I took a closer look and, sure enough, flower buds were forming in the leaves' axils. Here was something unlike anything I'd ever seen. All I could do was to wait until flowers were produced.
This week the flowers appeared and I am just amazed. The instant I saw the clusters of pinkish white, salverform blossoms with tiny stamens attached to the corolla tube I knew I had something very near a Phlox. Knowing it was a member of the Phlox Family, the Polemoniaceae, it was easy to determine that the mystery plant was Mustang Clover, LINANTHUS MONTANUS. Of course Mustang Clover isn't a clover at all. This comes of cowboys and goldminers getting to name your plants. Anyway you can see the plant at www.mlode.com/~janetc/MustangClover.html
Time and time again since I've been here I've made such mistakes. A quick glance assures me that it's one thing, but then a closer look proves that it's another. In the same way that once you're into a new piece of music you can halfway guess what the rest of the piece will sound like, I've grown so used to how the Eastern Deciduous Forest Region puts itself together that I can make pretty good guesses about any new discoveries that come my way.
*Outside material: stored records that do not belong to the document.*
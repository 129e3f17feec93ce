//! Guarded client over a transport adapter.
//!
//! [`Client`] wraps (does not inherit from) the transport: every blocking
//! operation goes through a fork-safety check first, every transport error
//! comes back translated into the domain taxonomy, and the transaction path
//! runs with reconnection disabled so a silent reconnect can never split an
//! atomic sequence.

use std::time::Duration;

use tracing::instrument;

use crate::error::Result;
use crate::translate::translate;
use crate::transport::{Reply, Transport};

/// Command construction helpers.
pub mod command;
/// Connection configuration.
pub mod config;
/// Fork-safety state tracking.
pub mod state;

use self::command::Cmd;
use self::config::ClientConfig;
use self::state::ConnectionState;

/// Extra margin added to a caller-supplied blocking timeout.
///
/// The command timeout cannot double as the connection timeout or the two
/// race; the margin covers the network round-trip delay.
const BLOCKING_TIMEOUT_GRACE: Duration = Duration::from_millis(100);

/// A guarded connection to a single server.
///
/// # Example
///
/// ```no_run
/// use slotwise::{Client, Cmd, Transport};
///
/// async fn example<T: Transport>(transport: T) -> slotwise::Result<()> {
///     let mut client = Client::new(transport);
///     client.call(Cmd::new("SET").arg("key").arg("value")).await?;
///     Ok(())
/// }
/// ```
#[derive(Debug)]
pub struct Client<T> {
    transport: T,
    state: ConnectionState,
}

impl<T: Transport> Client<T> {
    /// Wraps a transport in a guarded client.
    pub fn new(transport: T) -> Self {
        Self {
            transport,
            state: ConnectionState::new(),
        }
    }

    /// Connection configuration exposed by the transport.
    pub fn config(&self) -> &ClientConfig {
        self.transport.config()
    }

    /// Caller-assigned connection identifier.
    pub fn id(&self) -> Option<&str> {
        self.config().id.as_deref()
    }

    /// Server hostname; `None` when connected over a unix socket.
    pub fn host(&self) -> Option<&str> {
        let config = self.config();
        config.path.is_none().then_some(config.host.as_str())
    }

    /// Server port; `None` when connected over a unix socket.
    pub fn port(&self) -> Option<u16> {
        let config = self.config();
        config.path.is_none().then_some(config.port)
    }

    /// Unix socket path, when configured.
    pub fn path(&self) -> Option<&str> {
        self.config().path.as_deref()
    }

    /// Selected logical database.
    pub fn db(&self) -> u8 {
        self.config().db
    }

    /// Username for ACL authentication.
    pub fn username(&self) -> Option<&str> {
        self.config().username.as_deref()
    }

    /// Password for authentication.
    pub fn password(&self) -> Option<&str> {
        self.config().password.as_deref()
    }

    /// Read timeout applied at the transport boundary.
    pub fn timeout(&self) -> Option<Duration> {
        self.config().read_timeout
    }

    /// Sends one command and awaits its reply.
    pub async fn call(&mut self, cmd: Cmd) -> Result<Reply> {
        self.guarded_call(cmd, true).await
    }

    /// Sends one command with a caller-supplied read timeout.
    ///
    /// A positive timeout is widened by a fixed grace margin before being
    /// handed to the transport, so the protocol-level timeout fires before
    /// the connection-level one.
    pub async fn blocking_call(&mut self, timeout: Option<Duration>, cmd: Cmd) -> Result<Reply> {
        self.ensure_owned()?;
        let timeout = timeout.map(|t| {
            if t > Duration::ZERO {
                t + BLOCKING_TIMEOUT_GRACE
            } else {
                t
            }
        });
        self.transport
            .call_blocking(timeout, cmd, true)
            .await
            .map_err(translate)
    }

    /// Sends a pipeline of commands and awaits every reply.
    pub async fn pipelined(&mut self, cmds: Vec<Cmd>) -> Result<Vec<Reply>> {
        self.ensure_owned()?;
        self.transport
            .call_pipelined(cmds, true)
            .await
            .map_err(translate)
    }

    /// Sends commands inside a MULTI/EXEC block.
    ///
    /// Runs with reconnection disabled: a transparent reconnect in the
    /// middle of a transaction would break atomicity expectations.
    pub async fn multi(&mut self, cmds: Vec<Cmd>) -> Result<Vec<Reply>> {
        self.ensure_owned()?;
        self.transport
            .call_multi(cmds, false)
            .await
            .map_err(translate)
    }

    /// Permanently disables the fork check for this connection.
    ///
    /// Only for callers who have taken explicit responsibility for a
    /// deliberate fork-and-share pattern.
    pub fn inherit_socket(&mut self) {
        self.state.inherit_socket();
    }

    /// Returns a handle whose calls run with reconnection disabled.
    ///
    /// Used for sequences where a silent reconnect between commands would
    /// violate the caller's consistency expectations.
    pub fn disable_reconnection(&mut self) -> ReconnectionDisabled<'_, T> {
        ReconnectionDisabled { client: self }
    }

    /// Releases the connection and forgets the owning process, so a future
    /// reconnect re-captures it.
    pub async fn close(&mut self) {
        self.transport.close().await;
        self.state.reset();
    }

    #[instrument(skip(self, cmd), level = "debug", fields(command = %cmd.name()))]
    async fn guarded_call(&mut self, cmd: Cmd, retryable: bool) -> Result<Reply> {
        self.ensure_owned()?;
        self.transport.call(cmd, retryable).await.map_err(translate)
    }

    fn ensure_owned(&mut self) -> Result<()> {
        self.state.ensure_owned(std::process::id())
    }

    #[cfg(test)]
    fn state_mut(&mut self) -> &mut ConnectionState {
        &mut self.state
    }
}

/// Borrow-scoped view of a [`Client`] with reconnection disabled.
///
/// Every call passes `retryable = false` to the transport. Dropping the
/// handle restores normal behavior.
#[derive(Debug)]
pub struct ReconnectionDisabled<'a, T> {
    client: &'a mut Client<T>,
}

impl<T: Transport> ReconnectionDisabled<'_, T> {
    /// Sends one command without permitting a reconnect.
    pub async fn call(&mut self, cmd: Cmd) -> Result<Reply> {
        self.client.guarded_call(cmd, false).await
    }

    /// Sends a pipeline of commands without permitting a reconnect.
    pub async fn pipelined(&mut self, cmds: Vec<Cmd>) -> Result<Vec<Reply>> {
        self.client.ensure_owned()?;
        self.client
            .transport
            .call_pipelined(cmds, false)
            .await
            .map_err(translate)
    }
}
//! Single-node routing for multi-command transactions.
//!
//! A transaction is only atomic if every command in it lands on the same
//! node. The router settles that question up front: it resolves the target
//! node of every command in the batch and refuses the whole batch before
//! any I/O when the answer is not unique.

use std::collections::BTreeSet;

use tracing::debug;

use super::slot::hash_tag;
use super::topology::{KeyResolver, NodeId};
use crate::core::command::Cmd;
use crate::error::{Error, Result};

/// Resolves the single node a transaction batch may be sent to.
///
/// Pure and synchronous; no I/O happens here. Keyless commands are
/// node-agnostic and never contribute to ambiguity. Returns `Ok(None)`
/// when no command in the batch is keyed (the caller picks a node),
/// `Ok(Some(node))` when exactly one node is targeted, and
/// [`Error::AmbiguousNode`] listing the conflicting nodes otherwise.
///
/// A single command whose own keys span several nodes is rejected on its
/// own, before the batch-level check.
pub fn route_transaction<R: KeyResolver>(cmds: &[Cmd], resolver: &R) -> Result<Option<NodeId>> {
    let mut batch_nodes: BTreeSet<NodeId> = BTreeSet::new();

    for cmd in cmds {
        let keys = resolver.keys_of(cmd);
        if keys.is_empty() {
            continue;
        }

        let mut cmd_nodes: BTreeSet<NodeId> = BTreeSet::new();
        for key in &keys {
            let slot = resolver.slot_for_tag(hash_tag(key));
            let node = resolver
                .node_for_slot(slot)
                .ok_or(Error::UncoveredSlot { slot })?;
            cmd_nodes.insert(node);
        }

        if cmd_nodes.len() > 1 {
            debug!(command = %cmd.name(), "command keys span multiple nodes");
            return Err(ambiguous(cmd_nodes));
        }
        batch_nodes.extend(cmd_nodes);
    }

    if batch_nodes.len() > 1 {
        return Err(ambiguous(batch_nodes));
    }

    let target = batch_nodes.into_iter().next();
    debug!(commands = cmds.len(), target = ?target, "transaction routed");
    Ok(target)
}

fn ambiguous(nodes: BTreeSet<NodeId>) -> Error {
    Error::AmbiguousNode {
        nodes: nodes.iter().map(NodeId::to_string).collect(),
    }
}

#[cfg(test)]
mod tests {
    use super::*;
    use crate::core::command;
    use crate::cluster::topology::SlotMap;

    fn two_node_map() -> SlotMap {
        let mut map = SlotMap::new();
        map.assign(0, 8191, "node-a");
        map.assign(8192, 16383, "node-b");
        map
    }

    #[test]
    fn test_empty_batch_is_node_agnostic() {
        let target = route_transaction(&[], &two_node_map()).unwrap();
        assert!(target.is_none());
    }

    #[test]
    fn test_keyless_commands_never_cause_ambiguity() {
        let cmds: Vec<_> = (0..100).map(|_| command::ping()).collect();
        let target = route_transaction(&cmds, &two_node_map()).unwrap();
        assert!(target.is_none());
    }

    #[test]
    fn test_shared_hash_tag_settles_on_one_node() {
        let cmds: Vec<_> = (0..100)
            .map(|i| command::set(format!("{{key}}{i}"), i.to_string()))
            .collect();
        let target = route_transaction(&cmds, &two_node_map()).unwrap();
        assert!(target.is_some());
    }

    #[test]
    fn test_untagged_spread_keys_are_rejected() {
        let cmds: Vec<_> = (0..100)
            .map(|i| command::set(format!("key{i}"), i.to_string()))
            .collect();
        let error = route_transaction(&cmds, &two_node_map()).unwrap_err();
        match error {
            Error::AmbiguousNode { nodes } => {
                assert_eq!(nodes, vec!["node-a".to_string(), "node-b".to_string()]);
            }
            other => panic!("expected AmbiguousNode, got {other:?}"),
        }
    }

    #[test]
    fn test_keyless_commands_mixed_with_one_keyed_command() {
        let cmds = vec![
            command::ping(),
            command::set("{user}name", "x"),
            command::ping(),
        ];
        let target = route_transaction(&cmds, &two_node_map()).unwrap();
        assert!(target.is_some());
    }

    #[test]
    fn test_multikey_command_spanning_nodes_rejected_on_its_own() {
        // Find two untagged keys living on different nodes.
        let map = two_node_map();
        let on_a = (0..).map(|i| format!("a{i}")).find(|k| {
            crate::cluster::slot::key_slot(k.as_bytes()) < 8192
        });
        let on_b = (0..).map(|i| format!("b{i}")).find(|k| {
            crate::cluster::slot::key_slot(k.as_bytes()) >= 8192
        });
        let cmd = command::mget([on_a.unwrap(), on_b.unwrap()]);

        let error = route_transaction(std::slice::from_ref(&cmd), &map).unwrap_err();
        assert!(matches!(error, Error::AmbiguousNode { .. }));
    }

    #[test]
    fn test_multikey_command_with_shared_tag_is_fine() {
        let cmd = command::mget(["{user}a", "{user}b", "{user}c"]);
        let target = route_transaction(std::slice::from_ref(&cmd), &two_node_map()).unwrap();
        assert!(target.is_some());
    }

    #[test]
    fn test_uncovered_slot_is_reported() {
        let mut map = SlotMap::new();
        map.assign(0, 0, "node-a");
        let error = route_transaction(&[command::get("some-key")], &map).unwrap_err();
        assert!(matches!(error, Error::UncoveredSlot { .. }));
    }

    #[test]
    fn test_routing_is_deterministic() {
        let cmds = vec![command::set("{order:77}total", "9")];
        let map = two_node_map();
        let first = route_transaction(&cmds, &map).unwrap();
        let second = route_transaction(&cmds, &map).unwrap();
        assert_eq!(first, second);
    }
}
//! # Slotwise
//!
//! Client-side access layer for Redis-compatible distributed key-value
//! stores. Slotwise sits between application code and a lower-level
//! transport and adds three things the transport does not give you:
//!
//! - a closed domain error taxonomy: every transport failure is translated
//!   before it reaches application code, with ancestor-chain resolution for
//!   error kinds newer than the mapping table;
//! - fork-safe connections: a connection is never silently reused across a
//!   process fork unless explicitly permitted;
//! - cluster transaction routing (`cluster` feature): a multi-command
//!   transaction is refused before any I/O when its commands cannot be
//!   guaranteed to land on a single node.
//!
//! ## Features
//!
//! - `cluster` - slot hashing and single-node transaction routing
//! - `resp3` - newer protocol revision; adds the out-of-memory error kind
//! - `test-utils` - scripted in-memory transport for tests
//!
//! ## Example
//!
//! ```no_run
//! use slotwise::{Client, Cmd, Transport};
//!
//! async fn example<T: Transport>(transport: T) -> slotwise::Result<()> {
//!     let mut client = Client::new(transport);
//!     client.call(Cmd::new("SET").arg("key").arg("value")).await?;
//!     client.close().await;
//!     Ok(())
//! }
//! ```

#![warn(missing_docs)]

pub(crate) mod core;
pub(crate) mod error;
pub(crate) mod translate;
pub(crate) mod transport;

#[cfg(feature = "cluster")]
pub(crate) mod cluster;

#[cfg(any(test, feature = "test-utils"))]
pub mod testing;

// Re-export the client surface for convenience
pub use crate::core::command::{self, Cmd};
pub use crate::core::config::{ClientConfig, ConfigBuilder};
pub use crate::core::state::ConnectionState;
pub use crate::core::{Client, ReconnectionDisabled};
pub use crate::error::{Error, Result};
pub use crate::transport::{kind, Reply, Transport, TransportError};

#[cfg(feature = "cluster")]
pub use crate::cluster::{
    key_slot, route_transaction, ClusterClient, KeyResolver, NodeId, SlotMap, SlotRange,
    SLOT_COUNT,
};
But, here, the ecosystem's music tricks my expectations every chance it gets. It's like listening to a flute player in Timbuktu.
Well, it's good to be reminded to keep paying attention to things, not just assume things are what they seem, and to expect the world to throw me for a loop at any time. Moreover, I'm glad the reminder comes in the form of flower names and not something more organic or dangerous.